Une représentation de la structure en double hélice de l'ADN. Ses quatre unités de codage (A, T, C, G) sont codés par couleur en rose, Orange, violet et jaune. Crédit :NHGRI
La modification chimique des sous-unités d'ADN contribue à la régulation de l'expression des gènes. Des chercheurs de la Ludwig-Maximilians-Universitaet (LMU) à Munich ont maintenant déchiffré une nouvelle voie capable de réactiver des gènes ainsi réduits au silence, tout en évitant le risque d'endommager l'ADN.
Dans les organismes multicellulaires, chaque cellule contient le complément complet de l'information génétique caractéristique de l'espèce particulière. Cependant, dans une cellule donnée, seul un sous-ensemble de cette bibliothèque de gènes complète est réellement exprimé - et c'est cette sélectivité qui donne naissance à divers types de cellules avec des fonctions spécifiques. Au niveau de l'ADN lui-même, de simples modifications chimiques de ses sous-unités peuvent déterminer quels gènes sont actifs et lesquels sont désactivés. Mais la régulation des gènes doit aussi être flexible, qui exige que l'activation et l'inactivation des gènes soient réversibles.
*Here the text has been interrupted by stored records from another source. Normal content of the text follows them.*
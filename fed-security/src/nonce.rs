//! Replay protection.
//!
//! A nonce is accepted once per peer within the retention window. Messages
//! must also carry a timestamp within `max_clock_skew_secs` of the local
//! clock, so a nonce that has aged out of the store is already too stale to
//! replay. A message without a nonce is always rejected.

use fed_core::BoundedMap;
use fed_types::{Nonce, PeerId};
use std::sync::{Mutex, MutexGuard};
use tracing::warn;

use crate::config::NonceConfig;
use crate::error::{Result, SecurityError};

/// Bounded store of recently seen nonces, keyed by peer.
#[derive(Debug)]
pub struct NonceStore {
    seen: Mutex<BoundedMap<(PeerId, Nonce), u64>>,
    max_skew: u64,
}

impl NonceStore {
    /// Create an empty store.
    pub fn new(config: &NonceConfig) -> Self {
        Self {
            seen: Mutex::new(BoundedMap::new(config.capacity, Some(config.retention_secs))),
            max_skew: config.max_clock_skew_secs,
        }
    }

    fn seen(&self) -> MutexGuard<'_, BoundedMap<(PeerId, Nonce), u64>> {
        self.seen.lock().unwrap_or_else(|e| e.into_inner())
    }

    /// Fresh random nonce for an outgoing message.
    pub fn issue(&self) -> Nonce {
        Nonce::random()
    }

    /// Check freshness and uniqueness, then remember the nonce.
    pub fn check_and_record(
        &self,
        peer: PeerId,
        nonce: Option<&Nonce>,
        timestamp: u64,
        now: u64,
    ) -> Result<()> {
        let nonce = match nonce {
            Some(n) => *n,
            None => {
                warn!(%peer, "message without nonce rejected");
                return Err(SecurityError::MissingNonce);
            }
        };

        if timestamp.abs_diff(now) > self.max_skew {
            warn!(%peer, timestamp, now, "message timestamp outside freshness window");
            return Err(SecurityError::StaleTimestamp {
                timestamp,
                now,
                max_skew: self.max_skew,
            });
        }

        let mut seen = self.seen();
        let key = (peer, nonce);
        if seen.contains(&key, now) {
            warn!(%peer, %nonce, "replayed nonce rejected");
            return Err(SecurityError::ReplayedNonce { peer });
        }
        seen.insert(key, timestamp, now);
        Ok(())
    }

    /// Number of remembered nonces.
    pub fn len(&self) -> usize {
        self.seen().len()
    }

    /// Whether no nonces are remembered.
    pub fn is_empty(&self) -> bool {
        self.len() == 0
    }

    /// Drop nonces past retention.
    pub fn purge_expired(&self, now: u64) -> usize {
        self.seen().purge_expired(now)
    }
}
//! Frame - the versioned transport wrapper for all federation messages.

use serde::{Deserialize, Serialize};

use crate::{Message, WireError};

/// Current protocol version.
pub const PROTOCOL_VERSION: u8 = 1;

/// Message type discriminator for frame routing.
#[derive(Debug, Clone, Copy, PartialEq, Eq, Serialize, Deserialize)]
#[repr(u8)]
pub enum MessageType {
    /// Identity exchange
    Handshake = 1,
    /// Page request
    SyncRequest = 2,
    /// Page of content
    SyncPayload = 3,
    /// Push acknowledgement
    SyncAck = 4,
    /// Refusal
    Reject = 5,
}

impl MessageType {
    /// Discriminator for a message.
    pub fn of(message: &Message) -> Self {
        match message {
            Message::Handshake(_) => MessageType::Handshake,
            Message::SyncRequest(_) => MessageType::SyncRequest,
            Message::SyncPayload(_) => MessageType::SyncPayload,
            Message::SyncAck(_) => MessageType::SyncAck,
            Message::Reject(_) => MessageType::Reject,
        }
    }
}

impl TryFrom<u8> for MessageType {
    type Error = WireError;

    fn try_from(value: u8) -> Result<Self, Self::Error> {
        match value {
            1 => Ok(MessageType::Handshake),
            2 => Ok(MessageType::SyncRequest),
            3 => Ok(MessageType::SyncPayload),
            4 => Ok(MessageType::SyncAck),
            5 => Ok(MessageType::Reject),
            _ => Err(WireError::InvalidMessageType(value)),
        }
    }
}

/// The frame wraps every protocol message with version and type metadata.
///
/// This is the outer layer a transport moves around. Signatures live on the
/// inner message, so a frame can be re-encoded without invalidating them.
#[derive(Debug, Clone, PartialEq, Eq, Serialize, Deserialize)]
pub struct Frame {
    /// Protocol version (currently 1)
    pub version: u8,
    /// Message type discriminator
    pub msg_type: u8,
    /// MessagePack-encoded inner message
    pub body: Vec<u8>,
}

impl Frame {
    /// Wrap a message.
    pub fn seal(message: &Message) -> Result<Self, WireError> {
        let body = rmp_serde::to_vec_named(message).map_err(WireError::Serialization)?;
        Ok(Self {
            version: PROTOCOL_VERSION,
            msg_type: MessageType::of(message) as u8,
            body,
        })
    }

    /// Unwrap the message, checking version and discriminator.
    pub fn open(&self) -> Result<Message, WireError> {
        if self.version != PROTOCOL_VERSION {
            return Err(WireError::UnsupportedVersion(self.version));
        }
        let declared = MessageType::try_from(self.msg_type)?;
        let message: Message =
            rmp_serde::from_slice(&self.body).map_err(WireError::Deserialization)?;
        let actual = MessageType::of(&message);
        if actual != declared {
            return Err(WireError::TypeMismatch {
                frame: declared as u8,
                message: actual as u8,
            });
        }
        Ok(message)
    }

    /// Serialize to MessagePack bytes.
    pub fn to_bytes(&self) -> Result<Vec<u8>, WireError> {
        rmp_serde::to_vec_named(self).map_err(WireError::Serialization)
    }

    /// Deserialize from MessagePack bytes.
    pub fn from_bytes(bytes: &[u8]) -> Result<Self, WireError> {
        rmp_serde::from_slice(bytes).map_err(WireError::Deserialization)
    }

    /// Encode a message straight to bytes.
    pub fn encode(message: &Message) -> Result<Vec<u8>, WireError> {
        Self::seal(message)?.to_bytes()
    }

    /// Decode bytes straight to a message.
    pub fn decode(bytes: &[u8]) -> Result<Message, WireError> {
        Self::from_bytes(bytes)?.open()
    }
}
//! Wall-clock helpers.

use std::time::{SystemTime, UNIX_EPOCH};

/// Current unix time in seconds (0 if the clock is before the epoch).
pub fn now_secs() -> u64 {
    SystemTime::now()
        .duration_since(UNIX_EPOCH)
        .map(|d| d.as_secs())
        .unwrap_or(0)
}

/// Current unix time in milliseconds (0 if the clock is before the epoch).
pub fn now_millis() -> u64 {
    SystemTime::now()
        .duration_since(UNIX_EPOCH)
        .map(|d| d.as_millis() as u64)
        .unwrap_or(0)
}

#[cfg(test)]
mod tests {
    use super::*;

    #[test]
    fn millis_and_secs_agree() {
        let secs = now_secs();
        let millis = now_millis();
        assert!(millis / 1000 >= secs);
        assert!(millis / 1000 - secs <= 1);
    }
}
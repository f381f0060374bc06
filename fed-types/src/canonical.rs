//! Canonical, deterministic encoding used for signatures and content hashes.
//!
//! Values are rendered as JSON with object keys sorted at every level and
//! the top-level `signature` field removed, so both sides of a signature
//! check derive byte-identical input regardless of field order on the wire.

use serde::Serialize;
use serde_json::{Map, Value};

use crate::WireError;

/// Name of the field excluded from signed bytes.
const SIGNATURE_FIELD: &str = "signature";

/// Encode a value canonically, excluding its top-level `signature` field.
pub fn canonical_bytes<T: Serialize + ?Sized>(value: &T) -> Result<Vec<u8>, WireError> {
    let mut value = serde_json::to_value(value).map_err(WireError::Canonical)?;
    if let Value::Object(map) = &mut value {
        map.remove(SIGNATURE_FIELD);
    }
    serde_json::to_vec(&sorted(value)).map_err(WireError::Canonical)
}

fn sorted(value: Value) -> Value {
    match value {
        Value::Object(map) => {
            let mut entries: Vec<(String, Value)> = map.into_iter().collect();
            entries.sort_by(|a, b| a.0.cmp(&b.0));
            let mut out = Map::new();
            for (k, v) in entries {
                out.insert(k, sorted(v));
            }
            Value::Object(out)
        }
        Value::Array(items) => Value::Array(items.into_iter().map(sorted).collect()),
        other => other,
    }
}

/// A wire message that carries its own detached signature.
pub trait Signable: Serialize {
    /// Hex-encoded Ed25519 signature (empty when unsigned).
    fn signature(&self) -> &str;

    /// Replace the signature.
    fn set_signature(&mut self, signature: String);

    /// Bytes covered by the signature.
    fn signing_bytes(&self) -> Result<Vec<u8>, WireError> {
        canonical_bytes(self)
    }
}

#[cfg(test)]
mod tests {
    use super::*;
    use serde_json::json;

    #[test]
    fn keys_are_sorted_recursively() {
        let value = json!({"b": 1, "a": {"d": 2, "c": [ {"z": 1, "y": 2} ]}});
        let bytes = canonical_bytes(&value).unwrap();
        assert_eq!(
            String::from_utf8(bytes).unwrap(),
            r#"{"a":{"c":[{"y":2,"z":1}],"d":2},"b":1}"#
        );
    }

    #[test]
    fn signature_field_is_excluded() {
        let signed = json!({"nonce": "aa", "signature": "deadbeef"});
        let unsigned = json!({"nonce": "aa", "signature": ""});
        assert_eq!(
            canonical_bytes(&signed).unwrap(),
            canonical_bytes(&unsigned).unwrap()
        );
    }

    #[test]
    fn nested_signature_fields_are_kept() {
        let value = json!({"inner": {"signature": "x"}});
        let text = String::from_utf8(canonical_bytes(&value).unwrap()).unwrap();
        assert!(text.contains("signature"));
    }
}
Ceci implique donc qu'il doit également être possible de supprimer de telles modifications de l'ADN. Les chercheurs du LMU dirigés par le professeur Thomas Carell ont maintenant décrit un nouveau mécanisme de réactivation de gènes silencieux qui, contrairement à d'autres voies connues, ne conduit pas à la génération d'intermédiaires potentiellement délétères. Les nouvelles découvertes paraissent dans la revue Nature Chimie Biologie .
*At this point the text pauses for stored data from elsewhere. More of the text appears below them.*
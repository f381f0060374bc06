//! Graph content exchanged between instances.

use serde::{Deserialize, Serialize};
use std::collections::{BTreeMap, BTreeSet};

use crate::{ItemId, PeerId};

/// Where a stored item came from.
///
/// Outgoing sync only ever offers `Local` items, which keeps content from
/// bouncing back to the instance it came from.
#[derive(Debug, Clone, Copy, PartialEq, Eq, Serialize, Deserialize, Default)]
#[serde(tag = "kind", rename_all = "snake_case")]
pub enum Origin {
    /// Authored on this instance.
    #[default]
    Local,
    /// Received from a federation peer.
    Federated {
        /// Local id of the peer the item was received from.
        peer: PeerId,
    },
}

impl Origin {
    /// Whether the item arrived through federation.
    pub fn is_federated(&self) -> bool {
        matches!(self, Origin::Federated { .. })
    }
}

/// Discriminates nodes from edges in tombstones and conflicts.
#[derive(Debug, Clone, Copy, PartialEq, Eq, Hash, Serialize, Deserialize)]
#[serde(rename_all = "snake_case")]
pub enum ItemKind {
    /// A graph node.
    Node,
    /// A typed edge.
    Edge,
}

/// A knowledge-graph node.
#[derive(Debug, Clone, PartialEq, Serialize, Deserialize)]
pub struct NodeRecord {
    /// Logical id, shared across instances.
    pub id: ItemId,
    /// Node type (e.g. "concept", "document").
    pub node_type: String,
    /// Content body.
    pub content: String,
    /// Unordered labels; merged by union.
    #[serde(default)]
    pub tags: BTreeSet<String>,
    /// Free-form attributes; merged key-wise.
    #[serde(default)]
    pub metadata: BTreeMap<String, String>,
    /// Last modification time (unix milliseconds, author's clock).
    pub modified_at: u64,
    /// Provenance. Overwritten on receipt.
    #[serde(default)]
    pub origin: Origin,
    /// Locally assigned trust level. Overwritten on receipt.
    #[serde(default)]
    pub trust_level: f64,
}

impl NodeRecord {
    /// Create a locally-authored node.
    pub fn new(id: impl Into<String>, node_type: &str, content: &str, modified_at: u64) -> Self {
        Self {
            id: ItemId::new(id),
            node_type: node_type.to_string(),
            content: content.to_string(),
            tags: BTreeSet::new(),
            metadata: BTreeMap::new(),
            modified_at,
            origin: Origin::Local,
            trust_level: 1.0,
        }
    }

    /// Add a tag (builder style).
    pub fn with_tag(mut self, tag: &str) -> Self {
        self.tags.insert(tag.to_string());
        self
    }

    /// Whether two versions carry the same content, ignoring provenance.
    pub fn same_content(&self, other: &NodeRecord) -> bool {
        self.node_type == other.node_type
            && self.content == other.content
            && self.tags == other.tags
            && self.metadata == other.metadata
    }
}

/// A typed edge between two nodes.
#[derive(Debug, Clone, PartialEq, Serialize, Deserialize)]
pub struct EdgeRecord {
    /// Logical id, shared across instances.
    pub id: ItemId,
    /// Source node id.
    pub source: ItemId,
    /// Target node id.
    pub target: ItemId,
    /// Relationship type.
    pub edge_type: String,
    /// Relationship strength.
    #[serde(default)]
    pub weight: f64,
    /// Free-form attributes; merged key-wise.
    #[serde(default)]
    pub metadata: BTreeMap<String, String>,
    /// Last modification time (unix milliseconds, author's clock).
    pub modified_at: u64,
    /// Provenance. Overwritten on receipt.
    #[serde(default)]
    pub origin: Origin,
    /// Locally assigned trust level. Overwritten on receipt.
    #[serde(default)]
    pub trust_level: f64,
}

impl EdgeRecord {
    /// Create a locally-authored edge.
    pub fn new(
        id: impl Into<String>,
        source: &str,
        target: &str,
        edge_type: &str,
        modified_at: u64,
    ) -> Self {
        Self {
            id: ItemId::new(id),
            source: ItemId::from(source),
            target: ItemId::from(target),
            edge_type: edge_type.to_string(),
            weight: 1.0,
            metadata: BTreeMap::new(),
            modified_at,
            origin: Origin::Local,
            trust_level: 1.0,
        }
    }

    /// Whether two versions carry the same content, ignoring provenance.
    pub fn same_content(&self, other: &EdgeRecord) -> bool {
        self.source == other.source
            && self.target == other.target
            && self.edge_type == other.edge_type
            && self.weight == other.weight
            && self.metadata == other.metadata
    }
}

/// A deletion announced by a peer.
#[derive(Debug, Clone, PartialEq, Eq, Serialize, Deserialize)]
pub struct Tombstone {
    /// The deleted item.
    pub item_id: ItemId,
    /// Node or edge.
    pub kind: ItemKind,
    /// Deletion time (unix milliseconds, author's clock).
    pub deleted_at: u64,
}

#[cfg(test)]
mod tests {
    use super::*;

    #[test]
    fn origin_defaults_to_local() {
        let json = r#"{"id":"n1","node_type":"concept","content":"x","modified_at":5}"#;
        let node: NodeRecord = serde_json::from_str(json).unwrap();
        assert_eq!(node.origin, Origin::Local);
        assert!(node.tags.is_empty());
    }

    #[test]
    fn federated_origin_wire_form() {
        let peer = PeerId::new();
        let json = serde_json::to_value(Origin::Federated { peer }).unwrap();
        assert_eq!(json["kind"], "federated");
        assert!(Origin::Federated { peer }.is_federated());
    }

    #[test]
    fn same_content_ignores_provenance() {
        let a = NodeRecord::new("n1", "concept", "body", 10).with_tag("rust");
        let mut b = a.clone();
        b.origin = Origin::Federated { peer: PeerId::new() };
        b.trust_level = 0.1;
        b.modified_at = 99;
        assert!(a.same_content(&b));

        b.content = "other".into();
        assert!(!a.same_content(&b));
    }

    #[test]
    fn edge_same_content_checks_endpoints() {
        let a = EdgeRecord::new("e1", "n1", "n2", "cites", 1);
        let mut b = a.clone();
        assert!(a.same_content(&b));
        b.target = ItemId::from("n3");
        assert!(!a.same_content(&b));
    }
}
La méthylation de l'un des quatre éléments de base présents dans l'ADN - la base nucléotidique connue sous le nom de cytidine - joue un rôle important dans la régulation de l'activité des gènes. La fixation d'un groupe méthyle (CH3) à la cytidine non méthylée la convertit en 5-méthylcytidine, qui est connu pour bloquer l'activité des gènes. "Cela soulève la question de savoir comment la cellule peut inverser cette modification inactivante pour restaurer le gène à son état antérieur, " dit Carell. Afin de réactiver le gène méthylé, le groupe méthyle doit être éliminé. Jusqu'à maintenant, il a été supposé que la cytidine méthylée doit être excisée de l'ADN et remplacée par la forme non méthylée de la base. Ceci cependant, est un processus risqué, car cela nécessite de couper un ou même les deux brins d'ADN - et à moins d'être réparé rapidement, Les cassures d'ADN peuvent avoir de graves conséquences pour la cellule.
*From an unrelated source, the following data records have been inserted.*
impl SyncOrchestrator {
    /// Create an orchestrator.
    pub fn new(
        security: Arc<SecurityLayer>,
        trust: Arc<TrustManager>,
        transport: Arc<dyn Transport>,
        graph: Arc<dyn GraphRepository>,
        governance: Arc<dyn Governance>,
        config: OrchestratorConfig,
    ) -> Self {
        let applicator = Applicator::new(graph.clone(), governance, trust.clone());
        Self {
            limits: TierRateLimits::new(config.min_sync_interval),
            security,
            trust,
            transport,
            graph,
            applicator,
            config,
            running: DashMap::new(),
        }
    }

    /// Trust manager this orchestrator reports to.
    pub fn trust(&self) -> &Arc<TrustManager> {
        &self.trust
    }

    /// Run settings.
    pub fn config(&self) -> &OrchestratorConfig {
        &self.config
    }

    /// Evict idle rate-limiter entries.
    pub fn shrink_limits(&self) {
        self.limits.shrink();
    }

    /// Run one sync against `id`.
    ///
    /// `direction` defaults to the peer's configured direction and may only
    /// narrow it. Refusals at admission cost the peer nothing; any failure
    /// after that is recorded against its trust.
    pub async fn sync_peer(
        &self,
        id: &PeerId,
        direction: Option<SyncDirection>,
    ) -> Result<SyncReport> {
        let lock = self
            .running
            .entry(*id)
            .or_insert_with(|| Arc::new(Mutex::new(())))
            .clone();
        let _guard = lock.try_lock().map_err(|_| SyncError::NotAdmitted {
            peer: *id,
            reason: "run already in progress".into(),
        })?;

        let peer = self.trust.get_peer(id).await?;
        let tier = peer.tier();
        let direction = admit(&peer, direction)?;
        self.limits.check(id, tier).map_err(|e| match e {
            RateLimitError::TooSoon => SyncError::RateLimited(*id),
            RateLimitError::NotAdmitted => SyncError::NotAdmitted {
                peer: *id,
                reason: e.to_string(),
            },
        })?;

        let peer = self
            .trust
            .update(id, |p| p.syncs_attempted += 1)
            .await?;
        let mut run = SyncRun::new(
            peer.direction,
            peer.pull_cursor,
            peer.push_cursor,
            self.config.max_iterations,
        );
        run.restrict_direction(direction)?;

        info!(peer = %id, direction = direction.as_str(), tier = tier.as_str(), "sync run started");

        let outcome = match tokio::time::timeout(self.config.run_timeout, self.drive(&peer, &mut run))
            .await
        {
            Ok(outcome) => outcome,
            Err(_) => Err(SyncError::Timeout(self.config.run_timeout.as_secs())),
        };

        match outcome {
            Ok(()) => self.finish(&peer, run).await,
            Err(e) => {
                self.record_failure(&peer, &mut run, &e).await;
                Err(e)
            }
        }
    }

    async fn drive(&self, peer: &Peer, run: &mut SyncRun) -> Result<()> {
        let target = self.security.validate_destination(&peer.base_url).await?;
        self.handshake(peer, &target).await?;

        run.advance(SyncPhase::Fetching)?;
        let pulled = if run.direction().pulls() {
            self.fetch_pages(peer, &target, run).await?
        } else {
            Vec::new()
        };
        let selected = if run.direction().pushes() {
            self.select_outgoing(peer, run.push_cursor()).await?
        } else {
            Vec::new()
        };

        run.advance(SyncPhase::Processing)?;
        let mut plans: Vec<PagePlan> = Vec::with_capacity(pulled.len());
        for page in &pulled {
            let plan = self
                .applicator
                .plan_page(peer, page, peer.checkpoint_ms())
                .await;
            plans.push(plan);
        }
        let mut outgoing = Vec::with_capacity(selected.len());
        for page in selected {
            outgoing.push(self.package(page)?);
        }

        run.advance(SyncPhase::Applying)?;
        for plan in plans {
            let cursor = plan.cursor;
            let tally = self.applicator.apply_plan(peer, plan, run.counts_mut()).await?;
            run.commit_pull_cursor(cursor)?;
            let committed = run.resume_cursor();
            self.trust
                .update(&peer.id, move |p| p.pull_cursor = p.pull_cursor.max(committed))
                .await?;
            debug!(peer = %peer.id, %cursor, accepted = tally.accepted, rejected = tally.rejected, "page applied");
        }
        for payload in outgoing {
            let cursor = payload.cursor;
            if !payload.is_empty() {
                let accepted = self.push_page(peer, &target, payload).await?;
                run.counts_mut().sent += accepted;
            }
            run.commit_push_cursor(cursor)?;
            let committed = run.push_cursor();
            self.trust
                .update(&peer.id, move |p| p.push_cursor = p.push_cursor.max(committed))
                .await?;
        }

        run.advance(SyncPhase::Finalizing)?;
        if run.is_truncated() {
            return Err(SyncError::IterationCap(run.max_pages()));
        }
        Ok(())
    }

    async fn handshake(&self, peer: &Peer, target: &ValidatedTarget) -> Result<()> {
        let mut hello = Handshake::new(&self.security.identity().public_key());
        self.security.prepare(&mut hello)?;

        let reply = self
            .exchange(peer, target, Message::Handshake(hello), self.config.handshake_timeout)
            .await?;
        let theirs = match reply {
            Message::Handshake(h) => h,
            other => {
                return Err(SyncError::Protocol(format!(
                    "expected handshake, got {}",
                    other.kind()
                )))
            }
        };

        let key = decode_public_key(&theirs.public_key)?;
        if key != peer.public_key || theirs.instance_id != peer.instance_id() {
            return Err(SecurityError::IdentityMismatch(format!(
                "peer {} answered as {}",
                peer.id, theirs.instance_id
            ))
            .into());
        }
        self.security.accept(peer.id, &theirs, &peer.public_key)?;
        self.trust.record_handshake_verified(&peer.id).await?;
        Ok(())
    }

    async fn fetch_pages(
        &self,
        peer: &Peer,
        target: &ValidatedTarget,
        run: &mut SyncRun,
    ) -> Result<Vec<SyncPayload>> {
        let mut pages = Vec::new();
        let mut since = run.resume_cursor();

        loop {
            let page_no = run.begin_page()?;
            let page = self.fetch_page(peer, target, since).await?;
            debug!(peer = %peer.id, page = page_no, items = page.len(), cursor = %page.cursor, "page received");

            since = page.cursor;
            let more = page.has_more;
            pages.push(page);

            if !more {
                break;
            }
            if !run.has_page_budget() {
                let cap = run.mark_truncated();
                warn!(peer = %peer.id, pages = run.pages(), error = %cap, "peer still reports more pages");
                break;
            }
        }
        Ok(pages)
    }

    async fn fetch_page(
        &self,
        peer: &Peer,
        target: &ValidatedTarget,
        since: Cursor,
    ) -> Result<SyncPayload> {
        let mut request = SyncRequest::new(
            self.security.instance_id(),
            SyncDirection::Pull,
            since,
            self.config.page_size,
        );
        self.security.prepare(&mut request)?;

        let reply = self
            .exchange(peer, target, Message::SyncRequest(request), self.config.request_timeout)
            .await?;
        let payload = match reply {
            Message::SyncPayload(p) => p,
            other => {
                return Err(SyncError::Protocol(format!(
                    "expected sync_payload, got {}",
                    other.kind()
                )))
            }
        };

        if payload.instance_id != peer.instance_id() {
            return Err(SecurityError::IdentityMismatch(format!(
                "payload from {} on a run with {}",
                payload.instance_id, peer.id
            ))
            .into());
        }
        self.security.accept(peer.id, &payload, &peer.public_key)?;

        let computed = payload.computed_hash()?;
        if computed != payload.content_hash {
            return Err(SyncError::HashMismatch {
                declared: payload.content_hash.clone(),
                computed,
            });
        }
        if payload.cursor < since {
            return Err(SyncError::Protocol(format!(
                "cursor moved backwards: {} -> {}",
                since, payload.cursor
            )));
        }
        if payload.len() > self.config.page_size as usize {
            return Err(SyncError::Protocol(format!(
                "page of {} records exceeds limit {}",
                payload.len(),
                self.config.page_size
            )));
        }
        Ok(payload)
    }

    async fn select_outgoing(&self, peer: &Peer, from: Cursor) -> Result<Vec<OutboundPage>> {
        let mut pages = Vec::new();
        let mut since = from;
        // Same page budget as pulling; the rest goes out next run.
        for _ in 0..self.config.max_iterations.max(1) {
            let page = collect_page(self.graph.as_ref(), peer, since, self.config.page_size).await?;
            if page.cursor == since {
                break;
            }
            since = page.cursor;
            let more = page.has_more;
            pages.push(page);
            if !more {
                break;
            }
        }
        Ok(pages)
    }

    fn package(&self, page: OutboundPage) -> Result<SyncPayload> {
        let mut payload = SyncPayload::new(
            self.security.instance_id(),
            page.nodes,
            page.edges,
            page.deletions,
            page.cursor,
            page.has_more,
        )?;
        if !payload.is_empty() {
            self.security.prepare(&mut payload)?;
        }
        Ok(payload)
    }

    async fn push_page(
        &self,
        peer: &Peer,
        target: &ValidatedTarget,
        payload: SyncPayload,
    ) -> Result<u32> {
        let cursor = payload.cursor;
        let sent = payload.len();
        let reply = self
            .exchange(peer, target, Message::SyncPayload(payload), self.config.request_timeout)
            .await?;
        let ack = match reply {
            Message::SyncAck(ack) => ack,
            other => {
                return Err(SyncError::Protocol(format!(
                    "expected sync_ack, got {}",
                    other.kind()
                )))
            }
        };

        if ack.instance_id != peer.instance_id() {
            return Err(SecurityError::IdentityMismatch(format!(
                "ack from {} on a run with {}",
                ack.instance_id, peer.id
            ))
            .into());
        }
        self.security.accept(peer.id, &ack, &peer.public_key)?;
        if ack.cursor != cursor {
            return Err(SyncError::Protocol(format!(
                "ack for cursor {} but sent {}",
                ack.cursor, cursor
            )));
        }

        debug!(peer = %peer.id, %cursor, sent, accepted = ack.accepted, rejected = ack.rejected, "page acknowledged");
        Ok(ack.accepted)
    }

    /// One framed round trip with certificate pinning.
    async fn exchange(
        &self,
        peer: &Peer,
        target: &ValidatedTarget,
        message: Message,
        limit: Duration,
    ) -> Result<Message> {
        let kind = message.kind();
        let body = Frame::encode(&message)?;
        let exchange = tokio::time::timeout(limit, self.transport.exchange(target, body))
            .await
            .map_err(|_| TransportError::Timeout)??;

        if let Some(certificate) = &exchange.certificate {
            self.security
                .establish_trust_on_first_use(peer.id, certificate)?;
        }

        match Frame::decode(&exchange.body)? {
            Message::Reject(reject) => {
                debug!(peer = %peer.id, request = kind, reason = %reject.reason, "request rejected");
                Err(SyncError::Rejected(reject.reason))
            }
            reply => Ok(reply),
        }
    }

    async fn finish(&self, peer: &Peer, mut run: SyncRun) -> Result<SyncReport> {
        let counts = *run.counts();
        let now = now_secs();
        let updated = self
            .trust
            .update(&peer.id, move |p| {
                p.last_sync_at = Some(now);
                p.syncs_succeeded += 1;
                p.items_received += u64::from(counts.received());
                p.items_sent += u64::from(counts.sent);
            })
            .await?;

        let summary = format!(
            "created {} updated {} skipped {} conflicted {} sent {}",
            counts.created, counts.updated, counts.skipped, counts.conflicted, counts.sent
        );
        self.trust
            .record_event(&peer.id, TrustEventKind::SyncSuccess, Some(summary))
            .await?;
        if counts.conflicted > 0 {
            self.trust
                .record_event(
                    &peer.id,
                    TrustEventKind::Conflict,
                    Some(format!("{} conflicts", counts.conflicted)),
                )
                .await?;
        }
        run.advance(SyncPhase::Done)?;

        info!(
            peer = %peer.id,
            pages = run.pages(),
            created = counts.created,
            updated = counts.updated,
            skipped = counts.skipped,
            conflicted = counts.conflicted,
            pending_review = counts.pending_review,
            sent = counts.sent,
            "sync run complete"
        );
        Ok(SyncReport {
            peer: peer.id,
            direction: run.direction(),
            pages: run.pages(),
            counts,
            pull_cursor: updated.pull_cursor,
            push_cursor: updated.push_cursor,
        })
    }

    async fn record_failure(&self, peer: &Peer, run: &mut SyncRun, error: &SyncError) {
        let phase = run.phase();
        let class = error.class();
        run.fail(error.to_string());
        warn!(
            peer = %peer.id,
            phase = %phase,
            class = class.as_str(),
            pages = run.pages(),
            error = %error,
            "sync run failed"
        );

        let now = now_secs();
        if let Err(e) = self
            .trust
            .update(&peer.id, move |p| p.last_sync_at = Some(now))
            .await
        {
            warn!(peer = %peer.id, error = %e, "failed to record run end");
        }
        if let Some(kind) = class.trust_event() {
            if let Err(e) = self
                .trust
                .record_event(&peer.id, kind, Some(error.to_string()))
                .await
            {
                warn!(peer = %peer.id, error = %e, "failed to record trust event");
            }
        }
        if class == ErrorClass::Transport && matches!(error, SyncError::Transport(_)) {
            if let Err(e) = self.trust.mark_offline(&peer.id).await {
                warn!(peer = %peer.id, error = %e, "failed to mark peer offline");
            }
        }
    }
}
"Nous avons maintenant montré dans des cellules souches embryonnaires de souris qu'il existe un autre mode de déméthylation qui évite toute rupture dans la continuité du brin d'ADN, " dit Carell. Dans cette voie, le groupe méthyle attaché est oxydé par voie enzymatique pour donner naissance à la 5-formylcytidine, que l'équipe de Carell a détectée pour la première fois dans des cellules souches de souris en 2011. Ils ont maintenant utilisé des isotopes stables pour marquer la 5-formylcytidine dans les cellules souches et ont montré qu'elle est rapidement convertie en cytidine non méthylée. "Ce mécanisme permet ainsi aux cellules de réguler l'activité des gènes au niveau de l'ADN sans courir le risque que l'ADN soit endommagé au cours du processus, " explique Carell. Les auteurs de la nouvelle étude pensent que cette voie pourrait également présenter un intérêt médical, car il peut fournir un moyen de reprogrammer les cellules souches de manière ciblée. Une telle méthode ouvrirait à son tour de nouvelles perspectives en médecine régénérative.